Correzione di rotta sul dollaro
Il suo arrivo è stato preparato dall’annuncio dei dazi su lavatrici e pannelli solari e dalla delegazione mandata in avanscoperta a propagandare il mantra protezionista dell’America First. Con pesanti effetti collaterali: le irrituali dichiarazioni rilasciate mercoledì dal segretario al Tesoro Steven Mnuchin sul dollaro («se è debole aiuta l’export Usa») lo hanno mandato a picco. Ieri Mnuchin ha provato ad ammorbidire i toni: «La mia posizione non è un cambiamento di politica, magari è un po’ diversa da quella dei miei predecessori». E in serata Trump, in un’intervista alla Cnbc, dopo aver detto che il segretario al Tesoro non è stato capito, ha aggiunto di voler vedere «un dollaro forte» e che il biglietto verde si rafforzerà visto che il suo livello «dovrebbe essere basato sulla forza dell’economia Usa». In precedenza il governatore della Bce, Mario Draghi, aveva severamente bacchettato Mnuchin.
Il segretario al Tesoro Usa si è pronunciato anche sul commercio, annunciando l’intenzione di una visita ufficiale in Cina, per parlare del deficit Usa e di Corea del Nord. Dal canto suo, il segretario al Commercio, Wilbur Ross, che mercoledì aveva parlato di «truppe Usa sulle barricate della guerra commerciale», ieri ha aggiunto che Trump «preferisce gli accordi bilaterali».

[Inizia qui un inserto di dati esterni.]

// Copyright (c) 2023 The Quartz Core developers
// Licensed under the Apache License, Version 2.0 see LICENSE-APACHE or
// http://www.apache.org/licenses/LICENSE-2.0 or the MIT license, see
// LICENSE-MIT or http://opensource.org/licenses/MIT

pub mod htlc;
pub mod provider;
pub mod rpc;
pub mod swap;
pub mod wallet;

pub use htlc::{HtlcErr, HtlcScript};
pub use provider::{BlockchainProvider, ForeignBlockchainErr, TransactionHash, UnspentOutput};
pub use swap::{RedeemRequest, RefundRequest, SwapErr};

use bitcoin::address::NetworkUnchecked;
use bitcoin::consensus::encode::deserialize as consensus_deserialize;
use bitcoin::hashes::Hash as _;
use bitcoin::{Address, AddressType, Network, PubkeyHash, ScriptBuf, Transaction, TxOut};
use parking_lot::RwLock;
use std::collections::HashSet;

pub const HASH160_LENGTH: usize = 20;

/// Byte offset into raw legacy block headers to the block timestamp.
const TIMESTAMP_OFFSET: usize = 4 + 32 + 32;

/// Behaviour every supported external chain exposes. The shared plumbing
/// lives in [`Bitcoiny`]; per-chain differences (network parameters, fee
/// policy, currency code) are plain data on the composed value.
pub trait ForeignBlockchain {
    fn currency_code(&self) -> &str;

    fn network(&self) -> Network;

    fn is_valid_address(&self, address: &str) -> bool;

    fn is_valid_wallet_key(&self, wallet_key: &str) -> bool;

    /// Default relay fee, in sats per 1000 bytes.
    fn fee_per_kb(&self) -> u64;

    /// Fixed P2SH spending fee in sats per 1000 bytes, optionally for a
    /// historic timestamp (milliseconds since epoch).
    fn p2sh_fee(&self, timestamp: Option<u64>) -> Result<u64, ForeignBlockchainErr>;
}

/// Bitcoin-like (Bitcoin, Litecoin, ...) chain support: one reusable
/// composition over a [`BlockchainProvider`], parameterised by network and
/// fee policy instead of subclassing per chain.
pub struct Bitcoiny<P: BlockchainProvider> {
    pub(crate) provider: P,
    pub(crate) network: Network,
    pub(crate) currency_code: String,
    pub(crate) default_fee_per_kb: u64,
    pub(crate) default_p2sh_fee: u64,

    /// Compressed public keys known to have historical activity but no
    /// current UTXOs. Treated as permanently used by the key-chain walker.
    pub(crate) spent_keys: RwLock<HashSet<[u8; 33]>>,
}

impl<P: BlockchainProvider> Bitcoiny<P> {
    #[must_use]
    pub fn new(
        provider: P,
        network: Network,
        currency_code: &str,
        default_fee_per_kb: u64,
        default_p2sh_fee: u64,
    ) -> Self {
        Self {
            provider,
            network,
            currency_code: currency_code.to_owned(),
            default_fee_per_kb,
            default_p2sh_fee,
            spent_keys: RwLock::new(HashSet::new()),
        }
    }

    #[must_use]
    pub fn provider(&self) -> &P {
        &self.provider
    }

    /// Formats an unscaled satoshi amount with the chain's currency code.
    #[must_use]
    pub fn format_amount(&self, sats: u64) -> String {
        format!(
            "{}.{:08} {}",
            sats / 100_000_000,
            sats % 100_000_000,
            self.currency_code
        )
    }

    pub fn parse_address(&self, encoded: &str) -> Result<Address, ForeignBlockchainErr> {
        encoded
            .parse::<Address<NetworkUnchecked>>()
            .map_err(|_| ForeignBlockchainErr::Error("invalid address"))?
            .require_network(self.network)
            .map_err(|_| ForeignBlockchainErr::Error("address is for another network"))
    }

    /// P2PKH address for the given public key hash.
    #[must_use]
    pub fn pkh_to_address(&self, public_key_hash: [u8; 20]) -> String {
        Address::p2pkh(PubkeyHash::from_byte_array(public_key_hash), self.network).to_string()
    }

    /// P2SH address for the given redeem script bytes.
    #[must_use]
    pub fn derive_p2sh_address(&self, redeem_script: &ScriptBuf) -> String {
        Address::p2sh(redeem_script, self.network)
            .expect("redeem script is below the P2SH limit")
            .to_string()
    }

    /// Median timestamp of the latest 11 blocks, in seconds. A refund is
    /// only valid once this exceeds the contract's lock time.
    pub fn median_block_time(&self) -> Result<u32, ForeignBlockchainErr> {
        let height = self.provider.current_height()?;

        // Latest 11 blocks
        let headers = self.provider.raw_block_headers(height.saturating_sub(11), 11)?;
        if headers.len() < 11 {
            return Err(ForeignBlockchainErr::NotEnoughBlocks);
        }

        let mut timestamps = Vec::with_capacity(headers.len());
        for header in &headers {
            if header.len() < TIMESTAMP_OFFSET + 4 {
                return Err(ForeignBlockchainErr::InvalidResponse("short block header"));
            }
            timestamps.push(crate::codec::u32_from_le(header, TIMESTAMP_OFFSET));
        }

        // Descending order, pick the median
        timestamps.sort_by(|a, b| b.cmp(a));
        Ok(timestamps[5])
    }

    /// Confirmed balance of the given Base58 address.
    pub fn confirmed_balance(&self, base58_address: &str) -> Result<u64, ForeignBlockchainErr> {
        let script = self.address_to_script_pub_key(base58_address)?;
        self.provider.confirmed_balance(script.as_bytes())
    }

    /// Unspent outputs pertaining to the given Base58 address.
    pub fn unspent_outputs(
        &self,
        base58_address: &str,
    ) -> Result<Vec<UnspentOutput>, ForeignBlockchainErr> {
        let script = self.address_to_script_pub_key(base58_address)?;
        self.provider.unspent_outputs(script.as_bytes())
    }

    /// Outputs of the transaction with the given id.
    pub fn outputs(&self, tx_hash: &[u8; 32]) -> Result<Vec<TxOut>, ForeignBlockchainErr> {
        let raw = self.provider.raw_transaction(tx_hash)?;
        let transaction: Transaction = consensus_deserialize(&raw)
            .map_err(|_| ForeignBlockchainErr::InvalidResponse("undecodable transaction"))?;
        Ok(transaction.output)
    }

    /// Confirmed transactions involving the given Base58 address.
    pub fn address_transactions(
        &self,
        base58_address: &str,
    ) -> Result<Vec<TransactionHash>, ForeignBlockchainErr> {
        let script = self.address_to_script_pub_key(base58_address)?;
        self.provider.address_transactions(script.as_bytes())
    }

    /// Broadcasts to the external network; returns the txid as hex.
    pub fn broadcast_transaction(
        &self,
        transaction: &Transaction,
    ) -> Result<String, ForeignBlockchainErr> {
        let raw = bitcoin::consensus::encode::serialize(transaction);
        self.provider.broadcast_transaction(&raw)
    }

    pub(crate) fn address_to_script_pub_key(
        &self,
        base58_address: &str,
    ) -> Result<ScriptBuf, ForeignBlockchainErr> {
        Ok(self.parse_address(base58_address)?.script_pubkey())
    }
}

impl<P: BlockchainProvider> ForeignBlockchain for Bitcoiny<P> {
    fn currency_code(&self) -> &str {
        &self.currency_code
    }

    fn network(&self) -> Network {
        self.network
    }

    fn is_valid_address(&self, address: &str) -> bool {
        match self.parse_address(address) {
            Ok(address) => matches!(
                address.address_type(),
                Some(AddressType::P2pkh) | Some(AddressType::P2sh)
            ),
            Err(_) => false,
        }
    }

    fn is_valid_wallet_key(&self, wallet_key: &str) -> bool {
        match wallet_key.parse::<bitcoin::bip32::Xpriv>() {
            Ok(xpriv) => xpriv.network == self.network.into(),
            Err(_) => false,
        }
    }

    fn fee_per_kb(&self) -> u64 {
        self.default_fee_per_kb
    }

    fn p2sh_fee(&self, _timestamp: Option<u64>) -> Result<u64, ForeignBlockchainErr> {
        Ok(self.default_p2sh_fee)
    }
}

#[cfg(test)]
pub(crate) mod test_support {
    use super::provider::{
        BlockchainProvider, ForeignBlockchainErr, TransactionHash, UnspentOutput,
    };
    use parking_lot::RwLock;
    use std::collections::HashMap;

    /// Scripted provider for tests: per-script UTXO sets and histories,
    /// plus a fixed chain of raw headers.
    #[derive(Default)]
    pub struct MockProvider {
        pub height: u32,
        pub headers: RwLock<HashMap<u32, Vec<u8>>>,
        pub utxos: RwLock<HashMap<Vec<u8>, Vec<UnspentOutput>>>,
        pub history: RwLock<HashMap<Vec<u8>, Vec<TransactionHash>>>,
        pub raw_transactions: RwLock<HashMap<[u8; 32], Vec<u8>>>,
        pub broadcasts: RwLock<Vec<Vec<u8>>>,
    }

    impl MockProvider {
        pub fn new(height: u32) -> Self {
            Self {
                height,
                ..Default::default()
            }
        }

        /// Installs 11 legacy headers ending at the tip, with the given
        /// timestamps (oldest first).
        pub fn install_headers(&self, timestamps: &[u32]) {
            let mut headers = self.headers.write();
            let start = self.height - timestamps.len() as u32;
            for (i, ts) in timestamps.iter().enumerate() {
                let mut header = vec![0u8; 80];
                header[68..72].copy_from_slice(&ts.to_le_bytes());
                headers.insert(start + i as u32, header);
            }
        }
    }

    impl BlockchainProvider for MockProvider {
        fn current_height(&self) -> Result<u32, ForeignBlockchainErr> {
            Ok(self.height)
        }

        fn raw_block_headers(
            &self,
            start_height: u32,
            count: u32,
        ) -> Result<Vec<Vec<u8>>, ForeignBlockchainErr> {
            let headers = self.headers.read();
            Ok((start_height..start_height + count)
                .filter_map(|h| headers.get(&h).cloned())
                .collect())
        }

        fn confirmed_balance(&self, script_pub_key: &[u8]) -> Result<u64, ForeignBlockchainErr> {
            Ok(self
                .utxos
                .read()
                .get(script_pub_key)
                .map(|outs| outs.iter().map(|o| o.value).sum())
                .unwrap_or(0))
        }

        fn unspent_outputs(
            &self,
            script_pub_key: &[u8],
        ) -> Result<Vec<UnspentOutput>, ForeignBlockchainErr> {
            Ok(self
                .utxos
                .read()
                .get(script_pub_key)
                .cloned()
                .unwrap_or_default())
        }

        fn raw_transaction(&self, tx_hash: &[u8; 32]) -> Result<Vec<u8>, ForeignBlockchainErr> {
            self.raw_transactions
                .read()
                .get(tx_hash)
                .cloned()
                .ok_or(ForeignBlockchainErr::NotFound)
        }

        fn address_transactions(
            &self,
            script_pub_key: &[u8],
        ) -> Result<Vec<TransactionHash>, ForeignBlockchainErr> {
            Ok(self
                .history
                .read()
                .get(script_pub_key)
                .cloned()
                .unwrap_or_default())
        }

        fn broadcast_transaction(&self, raw: &[u8]) -> Result<String, ForeignBlockchainErr> {
            self.broadcasts.write().push(raw.to_vec());
            Ok(hex::encode(crate::primitives::hash::hash256(raw)))
        }
    }
}

#[cfg(test)]
mod tests {
    use super::test_support::MockProvider;
    use super::*;

    fn bitcoiny(height: u32) -> Bitcoiny<MockProvider> {
        Bitcoiny::new(MockProvider::new(height), Network::Testnet, "BTC", 10_000, 1_000)
    }

    #[test]
    fn median_block_time_picks_sixth_descending() {
        let chain = bitcoiny(100);
        chain.provider().install_headers(&[
            10, 20, 30, 40, 50, 60, 70, 80, 90, 100, 110,
        ]);

        assert_eq!(chain.median_block_time().unwrap(), 60);
    }

    #[test]
    fn median_block_time_requires_eleven_headers() {
        let chain = bitcoiny(100);
        chain
            .provider()
            .install_headers(&[10, 20, 30, 40, 50, 60, 70, 80, 90, 100]);

        assert!(matches!(
            chain.median_block_time(),
            Err(ForeignBlockchainErr::NotEnoughBlocks)
        ));
    }

    #[test]
    fn address_validity_covers_p2pkh_and_p2sh_only() {
        let chain = bitcoiny(1);

        assert!(chain.is_valid_address("n2N5VKrzq39nmuefZwp3wBiF4icdXX2B6o"));
        assert!(chain.is_valid_address("2NEZboTLhBDPPQciR7sExBhy3TsDi7wV3Cv"));
        // Mainnet address on testnet
        assert!(!chain.is_valid_address("1A1zP1eP5QGefi2DMPTfTL5SLmv7DivfNa"));
        // Bech32 is not in scope for HTLC plumbing
        assert!(!chain.is_valid_address("tb1qw508d6qejxtdg4y5r3zarvary0c5xw7kxpjzsx"));
        assert!(!chain.is_valid_address("garbage"));
    }

    #[test]
    fn amount_formatting_keeps_eight_decimals() {
        let chain = bitcoiny(1);
        assert_eq!(chain.format_amount(123_456_789), "1.23456789 BTC");
        assert_eq!(chain.format_amount(1_000), "0.00001000 BTC");
    }
}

Un po’ di acqua sul fuoco è arrivata da Gary Cohn , consulente per gli affari economici della Casa Bianca: «America First, non significa America da sola. Quando gli Usa crescono, cresce l’economia mondiale, quando cresce l’economia mondiale, crescono gli Usa. Siamo parte dell’economia mondiale, il presidente ne è convinto».
Le critiche del forum
Ma le preoccupazioni restano. Un vero coro. Il direttore generale dell’Fmi, Christine Lagarde ha detto che questo «non è il momento per una guerra valutaria, né per misure che possono danneggiare la crescita mondiale». Il ministro delle Finanze francese, Bruno Le Maire, ha affermato che il mercato dei cambi deve riflettere i fondamentali economici. Quello italiano, Pier Carlo Padoan, si è detto più preoccupato dalla prospettiva di una guerra commerciale.
Per il commissario Ue agli Affari economici, Pierre Moscovici, «è un bene che Trump venga qui ad ascoltare la voce di chi auspica un’America aperta e presente nel mondo, che sceglie il multilateralismo e rifiuta il protezionismo». Mentre il commissario al Commercio, Cecilia Malmström, si è limitata a dire: «Non voglio parlare prima di ascoltare quello che Trump dirà, non so cosa dirà, penso che siano ben pochi a saperlo». Non ha avuto bisogno di aspettare, invece, il direttore generale della Wto, Roberto Azevedo: decisioni unilaterali, creano un «effetto domino» di azioni e ritorsioni che «è molto difficile da controllare e invertire». Anche la premier britannica Theresa May si è aggiunta al coro: «Tutti devono promuovere un commercio libero ed equo», ha detto nel suo intervento. Aggiungendo però che «troppo spesso alla retorica liberale di Davos non seguono i fatti» e che «la Wto deve riformarsi in profondità».
Nell’agenda di Trump c’è anche un incontro con il presidente del Ruanda e dell’Unione africana, Paul Kagame. Ma molte delegazioni di Paesi del continente stanno pensando di abbandonare la sala conferenze durante il suo discorso, in segno di protesta per le parole insultanti usate nei confronti degli «shithole countries» dai quali arriverebbero troppi immigrati negli Stati Uniti.